Here are things virtually every PhD in a computational discipline will have done:
1. Written code. It might be just Matlab, Python, R, etc.
2. Written up and communicated the results with compelling visualizations, both orally and written
3. Published a paper at some point demonstrating they can do this.
4. Dealt with failure and hunches that didn't work out after weeks of work.
On the hiring part, after you've found these mythical creatures:
As someone who does science (with Data, even!), here is the best question I can think of to ascertain my competence: "Diagram an approach to answer a particular question, with emphasis on ruling out competing explanations and demonstrating whether a result is true. Sketch some hypothetical visualizations you'd use that show what your result is, how large the effect is, and how sure you are that you're right."
I should be able to do that. On the flip side, if an employer can reason with a post-doc about that process in an intelligent fashion, they would be excited about leaving academia. You might need to teach them to use a cluster, EC2, whatever, but you will not have to teach them to ask and answer questions.
I absolutely agree, I work in bioinformatics and everyone I work with fits the bill blog-post describes.
I would add that hunting people in the relevant communities should work, as well, for example biostars.org or seqanswers.com for bioinformatics, and then check out the posts of the top-contributing members.
I also see more bioinformaticians storing their work on GitHub!

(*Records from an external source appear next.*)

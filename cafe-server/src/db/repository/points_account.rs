//! Points Account Repository
//!
//! Balance mutations are single-statement and atomic; the ledger layer pairs
//! each with exactly one ledger row inside the same transaction.

use super::{RepoError, RepoResult, Tx};
use shared::models::{MembershipTier, PointsAccount};
use sqlx::sqlite::SqliteExecutor;

const COLUMNS: &str =
    "customer_id, balance, lifetime_points, tier, tier_upgraded_at, created_at, updated_at";

pub async fn find<'e, E>(executor: E, customer_id: i64) -> RepoResult<Option<PointsAccount>>
where
    E: SqliteExecutor<'e>,
{
    let row = sqlx::query_as::<_, PointsAccount>(&format!(
        "SELECT {COLUMNS} FROM points_account WHERE customer_id = ?"
    ))
    .bind(customer_id)
    .fetch_optional(executor)
    .await?;
    Ok(row)
}

/// Create a zero-balance account if none exists; returns true when created
pub async fn ensure(tx: &mut Tx<'_>, customer_id: i64, tier: MembershipTier) -> RepoResult<bool> {
    let now = shared::util::now_millis();
    // INSERT OR IGNORE: one account per customer
    let result = sqlx::query(
        "INSERT OR IGNORE INTO points_account (customer_id, balance, lifetime_points, tier, created_at, updated_at) VALUES (?1, 0, 0, ?2, ?3, ?3)",
    )
    .bind(customer_id)
    .bind(tier)
    .bind(now)
    .execute(&mut **tx)
    .await?;
    Ok(result.rows_affected() > 0)
}

/// Post-credit account state
#[derive(Debug, Clone, Copy, PartialEq, Eq, sqlx::FromRow)]
pub struct CreditedBalance {
    pub balance: i64,
    pub lifetime_points: i64,
    pub tier: MembershipTier,
}

/// Add to balance and lifetime points in one statement
pub async fn credit(tx: &mut Tx<'_>, customer_id: i64, points: i64) -> RepoResult<CreditedBalance> {
    let now = shared::util::now_millis();
    sqlx::query_as::<_, CreditedBalance>(
        "UPDATE points_account SET balance = balance + ?1, lifetime_points = lifetime_points + ?1, updated_at = ?2 WHERE customer_id = ?3 RETURNING balance, lifetime_points, tier",
    )
    .bind(points)
    .bind(now)
    .bind(customer_id)
    .fetch_optional(&mut **tx)
    .await?
    .ok_or_else(|| RepoError::NotFound(format!("points account {customer_id}")))
}

/// Compare-and-set debit
///
/// Returns the new balance, or `None` when the account is missing or holds
/// fewer than `points`. Never drives the balance negative.
pub async fn debit(tx: &mut Tx<'_>, customer_id: i64, points: i64) -> RepoResult<Option<i64>> {
    let now = shared::util::now_millis();
    let balance = sqlx::query_scalar::<_, i64>(
        "UPDATE points_account SET balance = balance - ?1, updated_at = ?2 WHERE customer_id = ?3 AND balance >= ?1 RETURNING balance",
    )
    .bind(points)
    .bind(now)
    .bind(customer_id)
    .fetch_optional(&mut **tx)
    .await?;
    Ok(balance)
}

pub async fn set_tier(
    tx: &mut Tx<'_>,
    customer_id: i64,
    tier: MembershipTier,
    changed_at: i64,
) -> RepoResult<()> {
    sqlx::query(
        "UPDATE points_account SET tier = ?1, tier_upgraded_at = ?2, updated_at = ?2 WHERE customer_id = ?3",
    )
    .bind(tier)
    .bind(changed_at)
    .bind(customer_id)
    .execute(&mut **tx)
    .await?;
    Ok(())
}
//! Logging Infrastructure
//!
//! Structured logging setup with support for both development and production environments.

use std::path::Path;
use tracing_subscriber::EnvFilter;

/// Initialize the logger
pub fn init_logger() {
    init_logger_with_file(None, None, None);
}

/// Initialize the logger with optional file output
///
/// `RUST_LOG` wins over `log_level` when set.
pub fn init_logger_with_file(log_level: Option<&str>, json: Option<bool>, log_dir: Option<&str>) {
    let level = log_level.unwrap_or("info");
    let filter = EnvFilter::try_from_default_env().unwrap_or_else(|_| EnvFilter::new(level));

    let builder = tracing_subscriber::fmt()
        .with_env_filter(filter)
        .with_file(false)
        .with_line_number(false)
        .with_thread_ids(false)
        .with_target(false);

    let file_appender = log_dir.and_then(|dir| {
        let log_path = Path::new(dir);
        if log_path.exists() || std::fs::create_dir_all(log_path).is_ok() {
            Some(tracing_appender::rolling::daily(log_path, "cafe-server"))
        } else {
            None
        }
    });

    // try_init: a second call (tests, embedding) keeps the first subscriber
    match (file_appender, json.unwrap_or(false)) {
        (Some(appender), true) => {
            let _ = builder.json().with_writer(appender).try_init();
        }
        (Some(appender), false) => {
            let _ = builder.with_ansi(false).with_writer(appender).try_init();
        }
        (None, true) => {
            let _ = builder.json().try_init();
        }
        (None, false) => {
            let _ = builder.try_init();
        }
    }
}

So far I can name about 5 but I think that's going to grow in the next few years. There's no central point storing these (not sure how to structure that) but at some point there will be.
Erm... isn't a 'Data Scientist' just a shitty name for a Statistician? Maybe I am biased, but it seems like somebody just came up with an ass-hat new name for my profession.

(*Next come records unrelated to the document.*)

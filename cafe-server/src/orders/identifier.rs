//! Human-facing order identifiers
//!
//! - Order number: `CO` + local date `YYYYMMDD` + 4 random digits. Unique in
//!   practice; the UNIQUE column catches the rare clash and settlement retries.
//! - Pickup code: one letter from the current hour + 3 random digits, only
//!   distinguishable within a serving window.

use chrono::{DateTime, Local, TimeZone, Timelike};
use rand::Rng;

/// Source of order numbers and pickup codes
///
/// Settlement takes this as a trait object so tests can force collisions.
pub trait OrderNumberSource: Send + Sync {
    fn next_order_number(&self) -> String;
    fn next_pickup_code(&self) -> String;
}

/// Clock + thread-local RNG generator
#[derive(Debug, Clone, Copy, Default)]
pub struct IdentifierGenerator;

impl IdentifierGenerator {
    pub fn order_number_at<Tz: TimeZone>(at: &DateTime<Tz>) -> String
    where
        Tz::Offset: std::fmt::Display,
    {
        let suffix: u32 = rand::thread_rng().gen_range(0..10_000);
        format!("CO{}{suffix:04}", at.format("%Y%m%d"))
    }

    pub fn pickup_code_at<Tz: TimeZone>(at: &DateTime<Tz>) -> String {
        // hour is 0..=23, always inside A..Z
        let letter = char::from(b'A' + (at.hour() % 26) as u8);
        let suffix: u32 = rand::thread_rng().gen_range(0..1_000);
        format!("{letter}{suffix:03}")
    }
}

impl OrderNumberSource for IdentifierGenerator {
    fn next_order_number(&self) -> String {
        Self::order_number_at(&Local::now())
    }

    fn next_pickup_code(&self) -> String {
        Self::pickup_code_at(&Local::now())
    }
}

There are enough people who come from top notch statistical backgrounds who don't necessarily have a firm grasp in whatever fancy machine learning heuristic is in flavor today (which is not a deal killer), or don't know how to code (which probably is depending on the company)
I think I'm in the minority, but I really hate the term, "data scientist." It seems usually to mean, "senior statistician, but with training and credentials expected of an RA" (to clarify, that isn't meant as a comment on the original article). I would be especially skeptical about hiring someone who self-identifies as a "data scientist," people are trained as Statisticians, Biostatiticians, computer scientists, various subspecialties that end in "-metrician" (e.g. Econometrician, Psychometrician, Cliometrician), etc; no one is trained as a "data scientist." Unless you're hiring someone really junior, you want the "data scientist" to have a specialty -- anyone good will have one.
But the best way to find a good "data scientist" is probably the best way to find a good programmer -- be one yourself; tap your professional network; and hire people as consultants/freelancers on non-critical projects before making a real commitment. Identifying someone with a deep skill that one doesn't possess oneself is pretty much impossible. And on the flip side, I have trouble imagining that someone who really knows what he or she is doing would want to work for some unknown.
If you want someone to scrape and clean data with Perl and generate some scatter plots and histograms, look for undergrads with good grades who worked as Research Assistants, or recent grads working as RAs at consulting firms, research centers, governmental agencies, or think tanks. They'll do great (by and large), they've have had some informal training from a more senior researcher to help put everything in context, and faculty often steer their best students into those sorts of jobs, so there's a pretty strong quality screen. I'm sure there are other places to find people too.
I think most people do, but I've never heard a good term for the job. It's like "we want someone who can take large amounts of data and do something awesome with it". What do you call that?
>Unless you're hiring someone really junior, you want the "data scientist" to have a specialty -- anyone good will have one.
Not sure I agree with this, I want people who are well-rounded. I think it's great to find someone who specialized at something, but I'd want that person to be able to grow the rest of his abilities up to par. Example: let's say you specialized in machine learning. If you don't understand building scalable systems, you can't take a holistic view of a project; how will you know if your algorithms can scale to a production environment? Or, if you can't program well, you can't write code to actually get your algorithms into place. Or if you can't understand the business side of things, you won't be able to build trust with the rest of the company, and hence you won't be able to contribute.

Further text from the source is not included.